## Assignment
Narrow the data below down to the lines containing "nothing".

## Data section
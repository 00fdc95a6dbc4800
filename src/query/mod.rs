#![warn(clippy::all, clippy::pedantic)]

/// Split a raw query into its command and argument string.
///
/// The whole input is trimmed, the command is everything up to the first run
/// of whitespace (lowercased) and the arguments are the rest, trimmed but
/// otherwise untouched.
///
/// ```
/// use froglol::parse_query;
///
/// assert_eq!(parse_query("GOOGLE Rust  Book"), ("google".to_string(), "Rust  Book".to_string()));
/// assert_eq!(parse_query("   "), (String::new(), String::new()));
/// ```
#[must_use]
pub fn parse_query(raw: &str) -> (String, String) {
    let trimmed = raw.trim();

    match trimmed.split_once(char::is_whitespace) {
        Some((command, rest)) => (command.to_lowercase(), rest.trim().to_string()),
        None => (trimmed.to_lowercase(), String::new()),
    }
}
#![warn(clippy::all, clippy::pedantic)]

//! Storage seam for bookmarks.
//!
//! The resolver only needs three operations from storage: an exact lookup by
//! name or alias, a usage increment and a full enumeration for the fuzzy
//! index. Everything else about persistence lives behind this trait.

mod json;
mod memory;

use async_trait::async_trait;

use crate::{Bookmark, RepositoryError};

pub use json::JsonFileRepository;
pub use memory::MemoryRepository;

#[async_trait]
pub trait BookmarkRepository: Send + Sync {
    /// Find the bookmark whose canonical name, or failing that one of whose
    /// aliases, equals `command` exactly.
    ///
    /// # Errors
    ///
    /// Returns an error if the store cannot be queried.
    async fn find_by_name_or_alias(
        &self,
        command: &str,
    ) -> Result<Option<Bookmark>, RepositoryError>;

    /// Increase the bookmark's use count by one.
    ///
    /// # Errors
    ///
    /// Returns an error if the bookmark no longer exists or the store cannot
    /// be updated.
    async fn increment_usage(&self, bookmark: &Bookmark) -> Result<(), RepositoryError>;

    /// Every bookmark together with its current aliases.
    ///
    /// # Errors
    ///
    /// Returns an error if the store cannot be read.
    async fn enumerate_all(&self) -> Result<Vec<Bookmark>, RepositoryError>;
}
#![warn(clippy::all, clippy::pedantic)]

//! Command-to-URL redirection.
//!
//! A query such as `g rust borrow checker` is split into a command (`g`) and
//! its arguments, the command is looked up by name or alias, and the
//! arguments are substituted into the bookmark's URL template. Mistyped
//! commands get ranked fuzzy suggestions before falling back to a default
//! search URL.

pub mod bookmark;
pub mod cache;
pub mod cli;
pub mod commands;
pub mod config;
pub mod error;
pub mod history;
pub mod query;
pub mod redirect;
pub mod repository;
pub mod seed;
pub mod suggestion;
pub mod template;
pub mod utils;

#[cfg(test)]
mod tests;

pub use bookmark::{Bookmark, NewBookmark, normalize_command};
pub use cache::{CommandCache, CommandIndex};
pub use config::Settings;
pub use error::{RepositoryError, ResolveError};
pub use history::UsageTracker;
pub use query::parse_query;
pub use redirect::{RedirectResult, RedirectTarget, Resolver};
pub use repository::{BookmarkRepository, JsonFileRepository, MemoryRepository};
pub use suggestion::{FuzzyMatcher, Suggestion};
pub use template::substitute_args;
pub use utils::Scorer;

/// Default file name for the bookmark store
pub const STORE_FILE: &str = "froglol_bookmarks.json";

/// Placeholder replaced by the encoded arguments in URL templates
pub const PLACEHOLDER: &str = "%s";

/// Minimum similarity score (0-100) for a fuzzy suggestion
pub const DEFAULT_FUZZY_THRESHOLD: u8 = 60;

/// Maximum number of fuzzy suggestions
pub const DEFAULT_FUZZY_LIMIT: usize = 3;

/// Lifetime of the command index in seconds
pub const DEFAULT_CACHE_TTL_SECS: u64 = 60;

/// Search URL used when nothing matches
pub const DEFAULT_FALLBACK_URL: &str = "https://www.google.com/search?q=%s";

---

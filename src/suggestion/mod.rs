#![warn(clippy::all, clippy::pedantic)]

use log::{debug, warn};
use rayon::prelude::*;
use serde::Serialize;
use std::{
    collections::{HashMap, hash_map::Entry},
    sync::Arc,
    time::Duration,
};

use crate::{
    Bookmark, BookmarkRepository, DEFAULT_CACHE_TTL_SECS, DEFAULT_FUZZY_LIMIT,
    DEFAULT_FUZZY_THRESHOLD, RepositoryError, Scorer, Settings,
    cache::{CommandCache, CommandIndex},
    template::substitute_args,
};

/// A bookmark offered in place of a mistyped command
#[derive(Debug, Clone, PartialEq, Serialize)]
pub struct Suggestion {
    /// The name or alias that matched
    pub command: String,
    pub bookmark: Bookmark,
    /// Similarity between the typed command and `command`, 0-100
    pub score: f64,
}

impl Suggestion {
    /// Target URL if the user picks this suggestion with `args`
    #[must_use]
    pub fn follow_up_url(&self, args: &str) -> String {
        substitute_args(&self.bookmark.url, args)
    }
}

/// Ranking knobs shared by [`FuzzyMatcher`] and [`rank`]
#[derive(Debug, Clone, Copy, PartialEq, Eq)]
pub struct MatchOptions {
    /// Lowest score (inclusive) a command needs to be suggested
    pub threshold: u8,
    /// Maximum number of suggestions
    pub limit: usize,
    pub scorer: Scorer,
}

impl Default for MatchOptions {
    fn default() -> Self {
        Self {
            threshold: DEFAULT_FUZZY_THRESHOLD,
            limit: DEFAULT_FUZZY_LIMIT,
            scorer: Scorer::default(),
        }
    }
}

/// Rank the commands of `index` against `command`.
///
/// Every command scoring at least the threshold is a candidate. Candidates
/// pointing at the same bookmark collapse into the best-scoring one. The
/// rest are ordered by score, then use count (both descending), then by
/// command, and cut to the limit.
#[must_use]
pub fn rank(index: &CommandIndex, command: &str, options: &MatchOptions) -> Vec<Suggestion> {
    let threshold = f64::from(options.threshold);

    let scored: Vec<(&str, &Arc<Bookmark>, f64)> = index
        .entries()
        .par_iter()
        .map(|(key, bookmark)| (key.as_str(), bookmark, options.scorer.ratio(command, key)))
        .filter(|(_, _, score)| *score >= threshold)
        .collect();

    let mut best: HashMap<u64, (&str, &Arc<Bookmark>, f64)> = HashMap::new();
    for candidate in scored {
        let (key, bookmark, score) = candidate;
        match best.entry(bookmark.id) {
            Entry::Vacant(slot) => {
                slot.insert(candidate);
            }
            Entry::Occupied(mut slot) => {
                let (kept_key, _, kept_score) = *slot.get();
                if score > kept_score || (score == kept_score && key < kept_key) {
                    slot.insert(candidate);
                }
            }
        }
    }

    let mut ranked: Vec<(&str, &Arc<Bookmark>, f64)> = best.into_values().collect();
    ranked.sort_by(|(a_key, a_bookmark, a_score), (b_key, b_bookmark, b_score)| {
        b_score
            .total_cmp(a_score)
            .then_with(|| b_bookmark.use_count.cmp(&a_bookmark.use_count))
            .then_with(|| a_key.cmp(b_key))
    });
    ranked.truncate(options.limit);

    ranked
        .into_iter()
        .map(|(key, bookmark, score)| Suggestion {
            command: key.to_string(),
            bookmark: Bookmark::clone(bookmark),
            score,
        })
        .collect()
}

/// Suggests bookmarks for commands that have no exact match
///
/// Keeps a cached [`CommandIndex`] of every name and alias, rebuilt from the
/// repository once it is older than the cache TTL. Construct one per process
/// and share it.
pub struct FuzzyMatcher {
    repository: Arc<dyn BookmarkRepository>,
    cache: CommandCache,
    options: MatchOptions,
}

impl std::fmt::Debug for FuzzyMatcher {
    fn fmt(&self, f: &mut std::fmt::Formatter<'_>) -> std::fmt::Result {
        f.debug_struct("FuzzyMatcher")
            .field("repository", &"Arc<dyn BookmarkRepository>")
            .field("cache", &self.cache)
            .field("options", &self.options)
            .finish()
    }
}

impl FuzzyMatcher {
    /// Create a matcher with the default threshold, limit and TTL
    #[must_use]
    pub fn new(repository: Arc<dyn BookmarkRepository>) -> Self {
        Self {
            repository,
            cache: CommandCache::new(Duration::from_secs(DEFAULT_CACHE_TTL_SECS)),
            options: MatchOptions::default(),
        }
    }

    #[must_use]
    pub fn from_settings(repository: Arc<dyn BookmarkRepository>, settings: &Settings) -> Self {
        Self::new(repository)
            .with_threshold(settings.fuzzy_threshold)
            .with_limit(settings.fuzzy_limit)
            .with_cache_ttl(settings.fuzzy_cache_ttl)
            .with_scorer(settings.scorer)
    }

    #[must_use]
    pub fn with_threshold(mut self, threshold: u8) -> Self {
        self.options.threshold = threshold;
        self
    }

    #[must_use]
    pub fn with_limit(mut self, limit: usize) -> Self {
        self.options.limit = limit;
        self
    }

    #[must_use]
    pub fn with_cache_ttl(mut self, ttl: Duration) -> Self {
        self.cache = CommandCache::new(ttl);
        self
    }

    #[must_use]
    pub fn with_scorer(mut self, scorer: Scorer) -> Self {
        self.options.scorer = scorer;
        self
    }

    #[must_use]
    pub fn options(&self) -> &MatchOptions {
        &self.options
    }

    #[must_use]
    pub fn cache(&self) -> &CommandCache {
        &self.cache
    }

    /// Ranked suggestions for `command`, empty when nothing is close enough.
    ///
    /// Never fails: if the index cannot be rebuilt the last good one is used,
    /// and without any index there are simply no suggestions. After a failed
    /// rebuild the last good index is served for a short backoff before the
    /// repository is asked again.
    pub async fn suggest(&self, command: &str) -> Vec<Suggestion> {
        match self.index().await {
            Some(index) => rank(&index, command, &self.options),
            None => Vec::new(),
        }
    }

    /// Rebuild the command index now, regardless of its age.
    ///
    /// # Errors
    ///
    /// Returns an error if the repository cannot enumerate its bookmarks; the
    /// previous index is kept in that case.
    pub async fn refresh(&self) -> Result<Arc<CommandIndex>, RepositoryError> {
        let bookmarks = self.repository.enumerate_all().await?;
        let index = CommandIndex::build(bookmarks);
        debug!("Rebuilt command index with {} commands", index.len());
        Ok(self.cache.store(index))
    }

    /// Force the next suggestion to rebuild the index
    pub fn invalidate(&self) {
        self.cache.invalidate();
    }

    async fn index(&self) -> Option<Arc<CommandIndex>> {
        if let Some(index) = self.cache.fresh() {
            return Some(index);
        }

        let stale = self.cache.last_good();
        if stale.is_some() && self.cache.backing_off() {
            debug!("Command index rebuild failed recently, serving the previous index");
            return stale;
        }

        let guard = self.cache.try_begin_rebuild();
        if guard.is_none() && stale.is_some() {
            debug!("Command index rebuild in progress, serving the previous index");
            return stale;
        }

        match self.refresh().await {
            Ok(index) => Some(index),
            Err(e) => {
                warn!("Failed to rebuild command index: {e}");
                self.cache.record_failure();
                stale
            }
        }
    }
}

## Result
/// Search URL used when nothing matches
    /// Ranked suggestions for `command`, empty when nothing is close enough.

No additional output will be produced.